And this is the good stuff. Not that there’s anything bad to say about 2010, it was a hell of a year, but with so many things happening I neglected a few things, like this blog. And I kinda lost my mojo (not mobile journalism). I am a reasonable juggler, but not at a Cirque du Soleil level. I had lots of ideas and opinions, you know, the stuff I used to share with all of you and that made me “famous”, but I never got to find the time to post them. That was my biggest regret in 2010, but on the other hand, I’m glad I didn’t, because it made me look at the big picture and see that there are too many “changes” going on. Yes, the inverted commas are supposed to have a ironic effect (both in “famous” and “changes”). No matter how interesting my ideas were, two weeks later they would be outdated.

We saw the iPad craze amongst the media tycoons, which is nothing but a feeble attempt to transport the print logic to a digital device (again). That is not the way, sirs. We watched the Wikileaks effect in different times of the year, and the debate about what is journalism, and what is not. I can say that debate is not journalism, and that once again media focused on the accessory and not on the important stuff. Facebook became the T-Rex of the web, and still many think it’s foolish. Sometimes it is, but it also has big teeth, and it’s smart to be in good terms with it. All in all, instead of broadcasting the news and make their content more interesting and valuable, most media faced the internet like if it was 1999. We’re a bit more advanced than that.

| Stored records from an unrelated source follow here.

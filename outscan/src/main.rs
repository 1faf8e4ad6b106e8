use outscan::commands::command_argument_builder;
use outscan::handlers;
use outscan_core::print_banner;

#[tokio::main]
async fn main() {
    let cmd = command_argument_builder();
    let chosen_command = cmd.get_matches();
    let quiet = chosen_command.get_flag("quiet");

    // Show banner unless --quiet flag is set
    if !quiet {
        print_banner();
    }

    if chosen_command.subcommand().is_none() {
        // No subcommand provided, just show the banner
        return;
    }

    match chosen_command.subcommand() {
        Some(("scan", primary_command)) => handlers::handle_scan(primary_command).await,
        _ => unreachable!("clap should ensure we don't get here"),
    }
}
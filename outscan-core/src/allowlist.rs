use crate::error::{CheckError, Result};
use regex::Regex;
use serde::Deserialize;
use std::collections::HashSet;
use std::fs;
use std::path::Path;
use tracing::{debug, warn};
use url::Url;

/// A single allowlist entry: an exact URL, or a pattern compiled once at
/// load time. Patterns should anchor themselves (`^https://...`) if they
/// mean to match from the start.
#[derive(Debug, Clone)]
pub enum Rule {
    Literal(String),
    Pattern(Regex),
}

impl Rule {
    pub fn matches(&self, url: &str) -> bool {
        match self {
            Rule::Literal(literal) => literal == url,
            Rule::Pattern(regex) => regex.is_match(url),
        }
    }
}

/// On-disk shape of the allowlist document.
#[derive(Debug, Default, Deserialize)]
struct AllowlistFile {
    /// When present, the file only applies to the hostnames it names.
    #[serde(default)]
    relevant_hostnames: Vec<String>,
    #[serde(default)]
    allowed_outbound_url_literals: Vec<String>,
    #[serde(default)]
    allowed_outbound_url_regexes: Vec<String>,
}

/// The set of outbound destinations considered expected. Literals sit in a
/// hash set for O(1) lookups; patterns are scanned linearly only when no
/// literal matched. The scanned site's own hostname is implicitly allowed.
#[derive(Debug, Default)]
pub struct Allowlist {
    literals: HashSet<String>,
    patterns: Vec<Regex>,
    site_host: Option<String>,
}

impl Allowlist {
    /// An allowlist with no rules: everything off-site is unexpected.
    pub fn empty(site_host: &str) -> Self {
        Self {
            site_host: Some(site_host.to_string()),
            ..Default::default()
        }
    }

    /// Load and compile the YAML allowlist for `site_host`. Fails fast on
    /// unreadable files, invalid YAML, or any pattern that does not
    /// compile. A file scoped to other hostnames yields an empty allowlist
    /// rather than an error, so misconfigured runs report loudly instead
    /// of passing silently.
    pub fn load(path: impl AsRef<Path>, site_host: &str) -> Result<Self> {
        let path = path.as_ref();
        debug!("Seeking an appropriate allowlist in {}", path.display());

        let raw = fs::read_to_string(path).map_err(|e| CheckError::ConfigIo {
            path: path.display().to_string(),
            source: e,
        })?;
        let file: AllowlistFile =
            serde_yaml::from_str(&raw).map_err(|e| CheckError::ConfigYaml {
                path: path.display().to_string(),
                source: e,
            })?;

        if !file.relevant_hostnames.is_empty()
            && !file.relevant_hostnames.iter().any(|h| h == site_host)
        {
            warn!(
                "No allowlist in {} covers {}, treating all outbound URLs as unexpected",
                path.display(),
                site_host
            );
            return Ok(Self::empty(site_host));
        }

        let mut allowlist = Self::empty(site_host);
        for literal in file.allowed_outbound_url_literals {
            allowlist.insert(Rule::Literal(literal));
        }
        for pattern in file.allowed_outbound_url_regexes {
            let regex = Regex::new(&pattern).map_err(|e| CheckError::BadPattern {
                pattern: pattern.clone(),
                source: e,
            })?;
            allowlist.insert(Rule::Pattern(regex));
        }

        debug!(
            "Loaded {} literal and {} pattern rules",
            allowlist.literals.len(),
            allowlist.patterns.len()
        );
        Ok(allowlist)
    }

    pub fn insert(&mut self, rule: Rule) {
        match rule {
            Rule::Literal(literal) => {
                self.literals.insert(literal);
            }
            Rule::Pattern(regex) => self.patterns.push(regex),
        }
    }

    /// Decide whether an outbound URL is expected. Cheapest check first:
    /// literal set membership, then the pattern scan, and finally the
    /// implicit own-site rule.
    pub fn is_expected(&self, url: &str) -> bool {
        if self.literals.contains(url) {
            return true;
        }
        if self.patterns.iter().any(|regex| regex.is_match(url)) {
            return true;
        }
        self.is_own_host(url)
    }

    fn is_own_host(&self, url: &str) -> bool {
        let Some(site_host) = &self.site_host else {
            return false;
        };
        let Ok(parsed) = Url::parse(url) else {
            return false;
        };
        let Some(host) = parsed.host_str() else {
            return false;
        };
        // site_host is in netloc form: explicit ports included
        match parsed.port() {
            Some(port) => format!("{host}:{port}") == *site_host,
            None => host == site_host,
        }
    }
}
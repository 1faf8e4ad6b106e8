use crate::error::{CheckError, Result};
use outscan_scanner::BatchSpec;
use outscan_scanner::sitemap::DEFAULT_MAX_DEPTH;
use serde::Deserialize;
use std::fs;
use std::path::{Path, PathBuf};
use url::Url;

pub const DEFAULT_USER_AGENT: &str =
    "Outscan/0.3 (+https://github.com/trapdoorsec/outscan)";
pub const DEFAULT_OUTPUT_DIR: &str = "output";
pub const DEFAULT_TIMEOUT_SECS: u64 = 30;

/// Fully-resolved options for one run. The CLI layer builds this from
/// flags and environment fallbacks; nothing below this struct reads the
/// environment.
#[derive(Debug, Clone)]
pub struct ScanOptions {
    pub sitemap_url: Option<String>,
    pub specific_urls: Vec<String>,
    /// Extra page URLs (already absolute) appended to the sitemap's list
    /// before batching, for pages deliberately kept out of the sitemap.
    pub extra_urls: Vec<String>,
    pub batch: BatchSpec,
    pub maintain_hostname: bool,
    pub export_cache: bool,
    pub output_dir: PathBuf,
    pub user_agent: String,
    pub timeout_secs: u64,
    pub max_sitemap_depth: usize,
    pub show_progress: bool,
}

impl Default for ScanOptions {
    fn default() -> Self {
        Self {
            sitemap_url: None,
            specific_urls: Vec::new(),
            extra_urls: Vec::new(),
            batch: BatchSpec::default(),
            maintain_hostname: false,
            export_cache: false,
            output_dir: PathBuf::from(DEFAULT_OUTPUT_DIR),
            user_agent: DEFAULT_USER_AGENT.to_string(),
            timeout_secs: DEFAULT_TIMEOUT_SECS,
            max_sitemap_depth: DEFAULT_MAX_DEPTH,
            show_progress: false,
        }
    }
}

impl ScanOptions {
    /// The hostname this run is scanning, taken from the sitemap URL or
    /// the first specific URL.
    pub fn hostname(&self) -> Result<String> {
        let source = self
            .sitemap_url
            .as_deref()
            .or_else(|| self.specific_urls.first().map(String::as_str))
            .ok_or_else(|| {
                CheckError::Config("No sitemap or input URLs specified. Cannot proceed.".into())
            })?;
        let parsed = Url::parse(source)
            .map_err(|e| CheckError::Config(format!("Invalid URL {source}: {e}")))?;
        let host = parsed
            .host_str()
            .ok_or_else(|| CheckError::Config(format!("No hostname in {source}")))?;
        // Keep explicit ports (netloc form) so local test servers are
        // distinguishable
        Ok(match parsed.port() {
            Some(port) => format!("{host}:{port}"),
            None => host.to_string(),
        })
    }
}

#[derive(Debug, Deserialize)]
struct ExtraUrlsFile {
    extra_urls_to_check: Vec<String>,
}

/// Load paths that should be checked even though the sitemap omits them,
/// and join them onto the scanned host.
pub fn load_extra_urls(path: impl AsRef<Path>, hostname: &str) -> Result<Vec<String>> {
    let path = path.as_ref();
    let raw = fs::read_to_string(path).map_err(|e| CheckError::ConfigIo {
        path: path.display().to_string(),
        source: e,
    })?;
    let file: ExtraUrlsFile = serde_yaml::from_str(&raw).map_err(|e| CheckError::ConfigYaml {
        path: path.display().to_string(),
        source: e,
    })?;

    let scheme = if hostname.starts_with("localhost") || hostname.starts_with("127.0.0.1") {
        "http"
    } else {
        "https"
    };
    Ok(file
        .extra_urls_to_check
        .iter()
        .map(|p| format!("{scheme}://{hostname}/{}", p.trim_start_matches('/')))
        .collect())
}

#[cfg(test)]
mod tests {
    use super::*;
    use std::io::Write;
    use tempfile::NamedTempFile;

    #[test]
    fn test_hostname_from_sitemap_url() {
        let options = ScanOptions {
            sitemap_url: Some("https://www.example.com/sitemap.xml".to_string()),
            ..Default::default()
        };
        assert_eq!(options.hostname().unwrap(), "www.example.com");
    }

    #[test]
    fn test_hostname_from_first_specific_url() {
        let options = ScanOptions {
            specific_urls: vec!["https://origin.example.com/page".to_string()],
            ..Default::default()
        };
        assert_eq!(options.hostname().unwrap(), "origin.example.com");
    }

    #[test]
    fn test_hostname_requires_some_input() {
        let options = ScanOptions::default();
        assert!(options.hostname().is_err());
    }

    #[test]
    fn test_load_extra_urls_joins_onto_host() {
        let mut file = NamedTempFile::new().unwrap();
        writeln!(file, "extra_urls_to_check:").unwrap();
        writeln!(file, "  - robots.txt").unwrap();
        writeln!(file, "  - /special/offer").unwrap();

        let urls = load_extra_urls(file.path(), "www.example.com").unwrap();
        assert_eq!(
            urls,
            vec![
                "https://www.example.com/robots.txt",
                "https://www.example.com/special/offer",
            ]
        );
    }

    #[test]
    fn test_load_extra_urls_uses_http_for_localhost() {
        let mut file = NamedTempFile::new().unwrap();
        writeln!(file, "extra_urls_to_check:").unwrap();
        writeln!(file, "  - page").unwrap();

        let urls = load_extra_urls(file.path(), "localhost:8000").unwrap();
        assert_eq!(urls, vec!["http://localhost:8000/page"]);
    }
}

But this makes me happy and more confident about the future. The good stuff will survive and the bad will deliberately jump off a cliff. Never the Darwin theories have been so well applied to an industry.

2010 was year zero, for me and for the future of journalism. Changes are happening in different ways and in different paces, in different places, but the wheels are moving forward. We just have to enjoy the ride. 2011 is going to be the year to do things, after all the learning and thinking, all the mishaps and dead ends. Today is always a good day to start. I just need to be a better juggler.

Just do it, and make it consequent. That’s my motto for this year. What is yours?

PS: by the way, I’d like to thank to all the people that I met this year and helped me move forward, I could have never done this on my own. It’s a long list, but you know who you are. And to those who have always been there for me, well, you know…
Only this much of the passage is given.